Exercise requirements:
A verbatim transcript of the lines below, starting at the first and ending with the one that holds "pub fn for_runner(self, runner: impl", is what should be produced.

·····

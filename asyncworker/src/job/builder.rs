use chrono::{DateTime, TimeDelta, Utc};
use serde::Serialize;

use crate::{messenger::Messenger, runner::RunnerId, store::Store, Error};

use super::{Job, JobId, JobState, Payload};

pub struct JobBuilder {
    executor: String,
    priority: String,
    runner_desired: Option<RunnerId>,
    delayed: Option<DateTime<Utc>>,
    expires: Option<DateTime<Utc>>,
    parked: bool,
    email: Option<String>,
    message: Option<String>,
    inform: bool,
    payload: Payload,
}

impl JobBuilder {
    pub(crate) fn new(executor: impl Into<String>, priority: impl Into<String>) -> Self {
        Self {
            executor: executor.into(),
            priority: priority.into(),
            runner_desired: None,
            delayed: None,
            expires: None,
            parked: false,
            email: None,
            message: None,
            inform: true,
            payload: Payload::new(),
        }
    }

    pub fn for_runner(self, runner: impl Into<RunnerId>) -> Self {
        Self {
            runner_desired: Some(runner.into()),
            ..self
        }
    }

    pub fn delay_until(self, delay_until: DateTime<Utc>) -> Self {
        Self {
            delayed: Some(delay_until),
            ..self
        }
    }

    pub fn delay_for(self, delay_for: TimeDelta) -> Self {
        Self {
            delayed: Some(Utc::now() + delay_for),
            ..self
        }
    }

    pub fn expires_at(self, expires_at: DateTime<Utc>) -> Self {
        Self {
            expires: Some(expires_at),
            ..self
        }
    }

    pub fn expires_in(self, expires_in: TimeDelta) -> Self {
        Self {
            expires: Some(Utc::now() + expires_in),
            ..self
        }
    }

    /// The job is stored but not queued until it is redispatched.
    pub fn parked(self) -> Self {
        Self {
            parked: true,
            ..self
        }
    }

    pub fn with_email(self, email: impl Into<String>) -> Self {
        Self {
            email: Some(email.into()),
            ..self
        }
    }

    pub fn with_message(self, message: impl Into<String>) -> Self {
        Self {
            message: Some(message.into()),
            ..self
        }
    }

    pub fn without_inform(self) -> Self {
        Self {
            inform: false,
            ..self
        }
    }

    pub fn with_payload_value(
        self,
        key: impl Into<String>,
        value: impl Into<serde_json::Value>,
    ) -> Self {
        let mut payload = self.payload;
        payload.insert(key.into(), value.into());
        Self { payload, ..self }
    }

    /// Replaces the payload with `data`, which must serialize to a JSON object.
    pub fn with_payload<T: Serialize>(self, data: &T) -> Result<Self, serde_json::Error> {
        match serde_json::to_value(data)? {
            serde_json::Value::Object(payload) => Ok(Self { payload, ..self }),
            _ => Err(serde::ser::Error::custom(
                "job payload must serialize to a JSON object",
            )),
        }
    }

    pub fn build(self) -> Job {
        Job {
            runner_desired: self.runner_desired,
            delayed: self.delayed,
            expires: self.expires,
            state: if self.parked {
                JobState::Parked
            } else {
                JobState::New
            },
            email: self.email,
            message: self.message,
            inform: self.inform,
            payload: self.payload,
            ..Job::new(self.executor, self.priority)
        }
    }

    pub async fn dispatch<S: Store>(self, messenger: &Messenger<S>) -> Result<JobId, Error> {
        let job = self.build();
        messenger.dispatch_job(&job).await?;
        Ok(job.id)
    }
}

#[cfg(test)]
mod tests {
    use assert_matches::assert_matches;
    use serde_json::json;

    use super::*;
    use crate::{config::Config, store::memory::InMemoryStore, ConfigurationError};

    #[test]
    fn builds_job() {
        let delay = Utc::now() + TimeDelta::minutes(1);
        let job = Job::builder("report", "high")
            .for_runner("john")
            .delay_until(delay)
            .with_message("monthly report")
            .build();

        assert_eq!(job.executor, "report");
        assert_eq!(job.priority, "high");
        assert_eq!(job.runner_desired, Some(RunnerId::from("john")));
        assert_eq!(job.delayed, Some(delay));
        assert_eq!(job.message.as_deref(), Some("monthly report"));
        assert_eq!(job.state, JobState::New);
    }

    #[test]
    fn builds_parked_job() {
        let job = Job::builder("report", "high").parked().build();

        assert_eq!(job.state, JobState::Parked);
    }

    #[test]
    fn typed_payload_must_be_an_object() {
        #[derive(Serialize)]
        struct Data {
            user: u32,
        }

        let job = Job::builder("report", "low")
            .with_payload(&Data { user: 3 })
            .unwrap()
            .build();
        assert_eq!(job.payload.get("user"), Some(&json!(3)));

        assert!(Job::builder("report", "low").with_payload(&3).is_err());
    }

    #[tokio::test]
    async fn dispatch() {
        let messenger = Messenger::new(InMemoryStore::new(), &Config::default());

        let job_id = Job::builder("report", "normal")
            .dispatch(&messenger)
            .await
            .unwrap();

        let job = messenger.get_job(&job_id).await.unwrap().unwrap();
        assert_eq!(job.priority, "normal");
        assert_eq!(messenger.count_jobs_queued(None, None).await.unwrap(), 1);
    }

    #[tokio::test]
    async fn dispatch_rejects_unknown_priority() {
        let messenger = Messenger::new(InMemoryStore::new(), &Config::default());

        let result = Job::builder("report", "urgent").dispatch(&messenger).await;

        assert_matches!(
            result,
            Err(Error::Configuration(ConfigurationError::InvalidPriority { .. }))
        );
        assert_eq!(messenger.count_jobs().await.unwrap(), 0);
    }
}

·····

Response:
filename asyncworker/src/job/builder.rs
use chrono::{DateTime, TimeDelta, Utc};
use serde::Serialize;

use crate::{messenger::Messenger, runner::RunnerId, store::Store, Error};

use super::{Job, JobId, JobState, Payload};

pub struct JobBuilder {
    executor: String,
    priority: String,
    runner_desired: Option<RunnerId>,
    delayed: Option<DateTime<Utc>>,
    expires: Option<DateTime<Utc>>,
    parked: bool,
    email: Option<String>,
    message: Option<String>,
    inform: bool,
    payload: Payload,
}

impl JobBuilder {
    pub(crate) fn new(executor: impl Into<String>, priority: impl Into<String>) -> Self {
        Self {
            executor: executor.into(),
            priority: priority.into(),
            runner_desired: None,
            delayed: None,
            expires: None,
            parked: false,
            email: None,
            message: None,
            inform: true,
            payload: Payload::new(),
        }
    }

    pub fn for_runner(self, runner: impl Into<RunnerId>) -> Self {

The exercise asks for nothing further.